Please feel free to come by on Friday and hang with me and Morgan in the waiting room, or on Saturday to say "hi" to us and take a walk with me and Morgan, or take Morgan for a walk--I will have my cell phone on and feel free to text us as well. We were told that we'll be in one of two surgery waiting rooms; one is on the Ground floor in the new Norm Maleng building, or the other one, which a few of us know far-too-well, is in the back of the cafeteria (where we all spent that 2nd night of this whole journey waiting to hear if Wayne survived the craniotomy).

Also, feel free to send positive energy into the universe under Wayne, my, and/or Morgan's name. Even if it's just remembering a funny story about him/us/me/Morgan, or visualizing his brain healing and staying intact and not bleeding during this surgery, or visualizing him smiling and hugging me & Morgan afterwards, or thinking about him talking again one day... as I said that 2nd night when they were doing the craniotomy, "Just remember him like he was... visualize him walking, talking, and being Wayne..." send that out into the universe... We will get him back!

I believe with all of my heart, soul, and being that everything will go well and that there will be no complications (easy peasy, as Wayne would say).

Alrighty--I better get back to work. Just wanted to let you all know this information.

One note for international friends and family: we can't receive internationally-sent texts to our phones, but I found out that we can receive emails to our phones, which are counted like a text--my phone is 2064787127@vtext.com or Wayne's phone at 2064780258@vtext.com. We only receive the first 160 characters, so type the email like it's a txt.
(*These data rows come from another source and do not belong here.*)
//! Metrics collection for BatchLoop
//!
//! This module provides Prometheus metrics for observability.
//! All metrics are plain counters/gauges so the per-token hot path stays cheap.

use lazy_static::lazy_static;
use prometheus::{Histogram, IntCounter, IntGauge, Registry};
use std::sync::Arc;

/// Metrics registry for BatchLoop
#[derive(Debug, Clone)]
pub struct MetricsRegistry {
    pub registry: Arc<Registry>,
    pub generation: GenerationMetrics,
    pub decode: DecodeMetrics,
}

/// Per-prompt and per-run metrics
#[derive(Debug, Clone)]
pub struct GenerationMetrics {
    /// Total number of prompts submitted
    pub prompts_total: IntCounter,

    /// Prompts rejected at admission (empty, too long, untokenizable)
    pub prompts_rejected: IntCounter,

    /// Prompts that failed after admission
    pub prompts_failed: IntCounter,

    /// Prompts that completed normally
    pub prompts_completed: IntCounter,

    /// Prompt tokens ingested
    pub prompt_tokens_total: IntCounter,

    /// Tokens generated total
    pub tokens_generated_total: IntCounter,

    /// Current active slots
    pub active_slots: IntGauge,

    /// Whole-run duration
    pub run_duration: Histogram,
}

/// Decoder interaction metrics
#[derive(Debug, Clone)]
pub struct DecodeMetrics {
    /// Decode calls issued
    pub decode_calls_total: IntCounter,

    /// Transient decode failures (chunk shrink events)
    pub cache_misses_total: IntCounter,

    /// Tokens per decode call
    pub batch_size: Histogram,

    /// Decode call duration
    pub decode_duration: Histogram,
}

lazy_static! {
    /// Global metrics registry instance
    pub static ref METRICS: MetricsRegistry = MetricsRegistry::new();
}

impl MetricsRegistry {
    /// Create a new metrics registry
    pub fn new() -> Self {
        let registry = Arc::new(Registry::new());

        let prompts_total = IntCounter::new(
            "batchloop_prompts_total",
            "Total number of prompts submitted"
        ).unwrap();

        let prompts_rejected = IntCounter::new(
            "batchloop_prompts_rejected_total",
            "Prompts rejected before a slot was assigned"
        ).unwrap();

        let prompts_failed = IntCounter::new(
            "batchloop_prompts_failed_total",
            "Prompts that failed after admission"
        ).unwrap();

        let prompts_completed = IntCounter::new(
            "batchloop_prompts_completed_total",
            "Prompts that finished generation"
        ).unwrap();

        let prompt_tokens_total = IntCounter::new(
            "batchloop_prompt_tokens_total",
            "Prompt tokens ingested"
        ).unwrap();

        let tokens_generated_total = IntCounter::new(
            "batchloop_tokens_generated_total",
            "Total number of tokens generated"
        ).unwrap();

        let active_slots = IntGauge::new(
            "batchloop_active_slots",
            "Slots currently bound to a prompt"
        ).unwrap();

        let run_duration = Histogram::with_opts(
            prometheus::HistogramOpts::new(
                "batchloop_run_duration_seconds",
                "Parallel generation run duration in seconds"
            ).buckets(vec![0.01, 0.05, 0.1, 0.25, 0.5, 1.0, 2.5, 5.0, 10.0, 30.0, 60.0])
        ).unwrap();

        let decode_calls_total = IntCounter::new(
            "batchloop_decode_calls_total",
            "Decode calls issued to the engine"
        ).unwrap();

        let cache_misses_total = IntCounter::new(
            "batchloop_cache_misses_total",
            "Transient decode failures that shrank the chunk size"
        ).unwrap();

        let batch_size = Histogram::with_opts(
            prometheus::HistogramOpts::new(
                "batchloop_decode_batch_size",
                "Tokens per decode call"
            ).buckets(vec![1.0, 2.0, 4.0, 8.0, 16.0, 32.0, 64.0, 128.0, 256.0, 512.0])
        ).unwrap();

        let decode_duration = Histogram::with_opts(
            prometheus::HistogramOpts::new(
                "batchloop_decode_duration_seconds",
                "Decode call duration in seconds"
            ).buckets(vec![0.0001, 0.0005, 0.001, 0.0025, 0.005, 0.01, 0.025, 0.05, 0.1, 0.5])
        ).unwrap();

        // Register all metrics
        registry.register(Box::new(prompts_total.clone())).unwrap();
        registry.register(Box::new(prompts_rejected.clone())).unwrap();
        registry.register(Box::new(prompts_failed.clone())).unwrap();
        registry.register(Box::new(prompts_completed.clone())).unwrap();
        registry.register(Box::new(prompt_tokens_total.clone())).unwrap();
        registry.register(Box::new(tokens_generated_total.clone())).unwrap();
        registry.register(Box::new(active_slots.clone())).unwrap();
        registry.register(Box::new(run_duration.clone())).unwrap();

        registry.register(Box::new(decode_calls_total.clone())).unwrap();
        registry.register(Box::new(cache_misses_total.clone())).unwrap();
        registry.register(Box::new(batch_size.clone())).unwrap();
        registry.register(Box::new(decode_duration.clone())).unwrap();

        let generation = GenerationMetrics {
            prompts_total,
            prompts_rejected,
            prompts_failed,
            prompts_completed,
            prompt_tokens_total,
            tokens_generated_total,
            active_slots,
            run_duration,
        };

        let decode = DecodeMetrics {
            decode_calls_total,
            cache_misses_total,
            batch_size,
            decode_duration,
        };

        MetricsRegistry {
            registry,
            generation,
            decode,
        }
    }

    /// Gather all metrics as text
    pub fn gather(&self) -> String {
        use prometheus::Encoder;
        let encoder = prometheus::TextEncoder::new();
        let metric_families = self.registry.gather();
        let mut buffer = Vec::new();
        encoder.encode(&metric_families, &mut buffer).unwrap();
        String::from_utf8(buffer).unwrap()
    }
}

impl Default for MetricsRegistry {
    fn default() -> Self {
        Self::new()
    }
}

/// Helper trait for measuring latency
pub trait LatencyTimer {
    /// Observe the duration of a closure
    fn time<F, R>(&self, f: F) -> R
    where
        F: FnOnce() -> R;
}

impl LatencyTimer for Histogram {
    fn time<F, R>(&self, f: F) -> R
    where
        F: FnOnce() -> R,
    {
        let start = std::time::Instant::now();
        let result = f();
        self.observe(start.elapsed().as_secs_f64());
        result
    }
}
Sincerely and with Much Love,
Julie Bacon

Movin' on up

Saturday, May 3rd: from Julie
We were moved to the “executive suite”, as the nurses called it, of the rehab floor at Harborview. I said to them, “There have been plenty of patients here longer than us—shouldn’t they move into it before us?” the nurses stated that we are such nice people and we have the baby and it just seems to suit us better than other patients and their families at the moment. That was so generous of them. So, we have a couch, a dining room table, and a refrigerator which is VERY HANDY seeing as how I’ve been trying to stash food items and milk for Wayne to eat between meals (his metabolism is still very high).
The DJ Night at The George & Dragon Pub was brilliant! What a great group of such wonderful, caring people. It was amazing to feel such support and love from all the people that know Wayne and I, as well as from complete strangers! Thanks to everyone who made that night a success!! And man did it feel good to get-my-groove-on! Haven’t done that since I was pregnant this past year—last time I really danced was June 2007 at the George & Dragon Pub in their car-park during the Solstice Parade.